Poster
in
Workshop: Medical Imaging meets NeurIPS
Semi-Supervision for Clinical Contrast Synthesis from Magnetic Resonance Fingerprinting
Mahmut Yurt · Cagan Alkan · Sophie Schauman · Xiaozhi Cao · Siddharth Iyer · Congyu Liao · Tolga Cukur · Shreyas Vasanawala · John Pauly · Kawin Setsompop
Recent studies introduced deep models to synthesize clinical contrast-weighted images from magnetic resonance fingerprinting (MRF). While these studies reported high synthesis quality, they require supervision from fully-sampled training data of clinical contrasts that might be challenging to collect due to scan time considerations. To avoid reliance on full supervision, we propose a semi-supervised model (ssMRF) that can be trained directly using accelerated references.

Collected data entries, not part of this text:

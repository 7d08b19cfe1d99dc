//! # DetailView Component
//!
//! Overlay showing the full record for one title. Opened with Enter on a
//! result, dismissed with Esc.
//!
//! Follows the persistent state + transient wrapper pattern:
//! - `DetailViewState` lives in `TuiState` (`None` = hidden)
//! - `DetailView` is created each frame with borrowed state and the current
//!   details slot

use ratatui::Frame;
use ratatui::layout::{Alignment, Constraint, Layout, Rect, Size};
use ratatui::style::{Color, Modifier, Style};
use ratatui::text::{Line, Span};
use ratatui::widgets::{Block, BorderType, Clear, Padding, Paragraph, Wrap};
use tui_scrollview::{ScrollView, ScrollViewState, ScrollbarVisibility};

use crate::catalog::DetailRecord;
use crate::core::coordinator::Slot;
use crate::tui::component::EventHandler;
use crate::tui::event::TuiEvent;

/// Events emitted by the detail overlay.
#[derive(Debug, Clone, PartialEq)]
pub enum DetailEvent {
    Dismiss,
}

/// Persistent state for the detail overlay.
pub struct DetailViewState {
    /// Id the overlay was opened for.
    pub id: String,
    pub scroll_state: ScrollViewState,
}

impl DetailViewState {
    pub fn new(id: String) -> Self {
        Self {
            id,
            scroll_state: ScrollViewState::default(),
        }
    }
}

impl EventHandler for DetailViewState {
    type Event = DetailEvent;

    fn handle_event(&mut self, event: &TuiEvent) -> Option<Self::Event> {
        match event {
            TuiEvent::Escape => return Some(DetailEvent::Dismiss),
            TuiEvent::CursorUp | TuiEvent::ScrollUp => self.scroll_state.scroll_up(),
            TuiEvent::CursorDown | TuiEvent::ScrollDown => self.scroll_state.scroll_down(),
            TuiEvent::PageUp => self.scroll_state.scroll_page_up(),
            TuiEvent::PageDown => self.scroll_state.scroll_page_down(),
            TuiEvent::CursorHome => self.scroll_state.scroll_to_top(),
            _ => {}
        }
        None
    }
}

/// Transient render wrapper for the detail overlay.
pub struct DetailView<'a> {
    state: &'a mut DetailViewState,
    details: &'a Slot<DetailRecord>,
}

impl<'a> DetailView<'a> {
    pub fn new(state: &'a mut DetailViewState, details: &'a Slot<DetailRecord>) -> Self {
        Self { state, details }
    }

    pub fn render(&mut self, frame: &mut Frame, area: Rect) {
        let overlay = centered_rect(80, 80, area);
        frame.render_widget(Clear, overlay);

        let block = Block::bordered()
            .border_type(BorderType::Rounded)
            .border_style(Style::default().fg(Color::Cyan))
            .title(format!(" {} ", self.state.id))
            .title_bottom(Line::from(" ↑↓ Scroll  Esc Back ").centered())
            .padding(Padding::horizontal(1));
        let inner = block.inner(overlay);
        frame.render_widget(block, overlay);

        let record = match (self.details.value(), self.details.error()) {
            (Some(record), _) => record,
            (None, Some(e)) => {
                let failed = Paragraph::new(format!("Could not load details: {}", e.message))
                    .style(Style::default().fg(Color::Red))
                    .alignment(Alignment::Center)
                    .wrap(Wrap { trim: true });
                frame.render_widget(failed, inner);
                return;
            }
            (None, None) => {
                let loading = Paragraph::new("Loading…")
                    .style(Style::default().fg(Color::DarkGray))
                    .alignment(Alignment::Center);
                frame.render_widget(loading, inner);
                return;
            }
        };

        // One column for the scrollbar.
        let content_width = inner.width.saturating_sub(1);
        let lines = record_lines(record, content_width as usize);
        let height = lines.len() as u16;

        let mut scroll_view = ScrollView::new(Size::new(content_width, height))
            .vertical_scrollbar_visibility(ScrollbarVisibility::Automatic)
            .horizontal_scrollbar_visibility(ScrollbarVisibility::Never);
        scroll_view.render_widget(
            Paragraph::new(lines),
            Rect::new(0, 0, content_width, height),
        );
        frame.render_stateful_widget(scroll_view, inner, &mut self.state.scroll_state);
    }
}

/// Pre-wrapped lines for a record: heading, facts, then the plot.
fn record_lines(record: &DetailRecord, width: usize) -> Vec<Line<'static>> {
    let width = width.max(1);
    let mut lines = vec![
        Line::from(vec![
            Span::styled(
                record.title.clone(),
                Style::default().add_modifier(Modifier::BOLD),
            ),
            Span::styled(
                format!(" ({})", record.year),
                Style::default().fg(Color::Gray),
            ),
        ]),
        Line::default(),
    ];

    let label_style = Style::default().fg(Color::Yellow);
    for (label, value) in record.facts() {
        let prefix = format!("{label}: ");
        let options = textwrap::Options::new(width)
            .initial_indent(&prefix)
            .subsequent_indent("  ")
            .break_words(true);
        for (i, wrapped) in textwrap::wrap(value, options).into_iter().enumerate() {
            if i == 0 {
                // textwrap keeps the indent in the first line; re-style it.
                let rest = wrapped.strip_prefix(prefix.as_str()).unwrap_or(&wrapped);
                lines.push(Line::from(vec![
                    Span::styled(prefix.clone(), label_style),
                    Span::raw(rest.to_string()),
                ]));
            } else {
                lines.push(Line::from(wrapped.into_owned()));
            }
        }
    }

    if !record.plot.is_empty() {
        lines.push(Line::default());
        let options = textwrap::Options::new(width)
            .break_words(true)
            .word_separator(textwrap::WordSeparator::AsciiSpace);
        lines.extend(
            textwrap::wrap(&record.plot, options)
                .into_iter()
                .map(|l| Line::from(l.into_owned())),
        );
    }
    lines
}

/// Compute a centered rect using percentage of the outer rect.
fn centered_rect(percent_x: u16, percent_y: u16, outer: Rect) -> Rect {
    let [_, center_v, _] = Layout::vertical([
        Constraint::Percentage((100 - percent_y) / 2),
        Constraint::Percentage(percent_y),
        Constraint::Percentage((100 - percent_y) / 2),
    ])
    .areas(outer);
    let [_, center, _] = Layout::horizontal([
        Constraint::Percentage((100 - percent_x) / 2),
        Constraint::Percentage(percent_x),
        Constraint::Percentage((100 - percent_x) / 2),
    ])
    .areas(center_v);
    center
}

#[cfg(test)]
mod tests {
    use super::*;
    use crate::catalog::ErrorInfo;
    use crate::core::coordinator::LoadState;
    use crate::test_support::detail;
    use ratatui::Terminal;
    use ratatui::backend::TestBackend;

    fn rendered(state: &mut DetailViewState, details: &Slot<DetailRecord>) -> String {
        let backend = TestBackend::new(80, 24);
        let mut terminal = Terminal::new(backend).unwrap();
        terminal
            .draw(|f| DetailView::new(state, details).render(f, f.area()))
            .unwrap();
        terminal
            .backend()
            .buffer()
            .content()
            .iter()
            .map(|c| c.symbol())
            .collect()
    }

    #[test]
    fn test_escape_dismisses() {
        let mut state = DetailViewState::new("tt0133093".to_string());
        assert_eq!(state.handle_event(&TuiEvent::CursorDown), None);
        assert_eq!(state.handle_event(&TuiEvent::Escape), Some(DetailEvent::Dismiss));
    }

    #[test]
    fn test_record_lines_wrap_plot_and_label_facts() {
        let mut record = detail("tt0133093", "The Matrix");
        record.director = Some("Lana Wachowski, Lilly Wachowski".to_string());
        record.plot = "word ".repeat(30).trim().to_string();

        let lines = record_lines(&record, 20);
        let text: Vec<String> = lines.iter().map(|l| l.to_string()).collect();

        assert_eq!(text[0], "The Matrix (1999)");
        assert!(text[2].starts_with("Director: "));
        assert!(text.iter().all(|l| l.chars().count() <= 20));
        // 30 four-letter words at width 20 wrap to 8 lines.
        let plot_lines = text.iter().filter(|l| l.starts_with("word")).count();
        assert_eq!(plot_lines, 8);
    }

    #[test]
    fn test_renders_loading_record_and_error() {
        let mut state = DetailViewState::new("tt0133093".to_string());

        let loading = Slot {
            generation: 1,
            state: LoadState::Pending,
        };
        assert!(rendered(&mut state, &loading).contains("Loading"));

        let ready = Slot {
            generation: 1,
            state: LoadState::Ready(Ok(detail("tt0133093", "The Matrix"))),
        };
        let text = rendered(&mut state, &ready);
        assert!(text.contains("The Matrix (1999)"));
        assert!(text.contains("The plot of The Matrix."));

        let failed = Slot {
            generation: 2,
            state: LoadState::Ready(Err(ErrorInfo::new("request timed out"))),
        };
        assert!(rendered(&mut state, &failed).contains("request timed out"));
    }
}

To achieve this, ssMRF introduces a semi-supervised loss function based only on acquired k-space samples of target contrasts. ssMRF further leverages complementary Poisson disc masks in a multi-task learning framework for synergistic synthesis of multiple contrasts. Retrospective experiments demonstrate the efficacy of ssMRF where the method yields high-quality synthesis performance across different clinical contrasts on par with the fully-supervised alternative.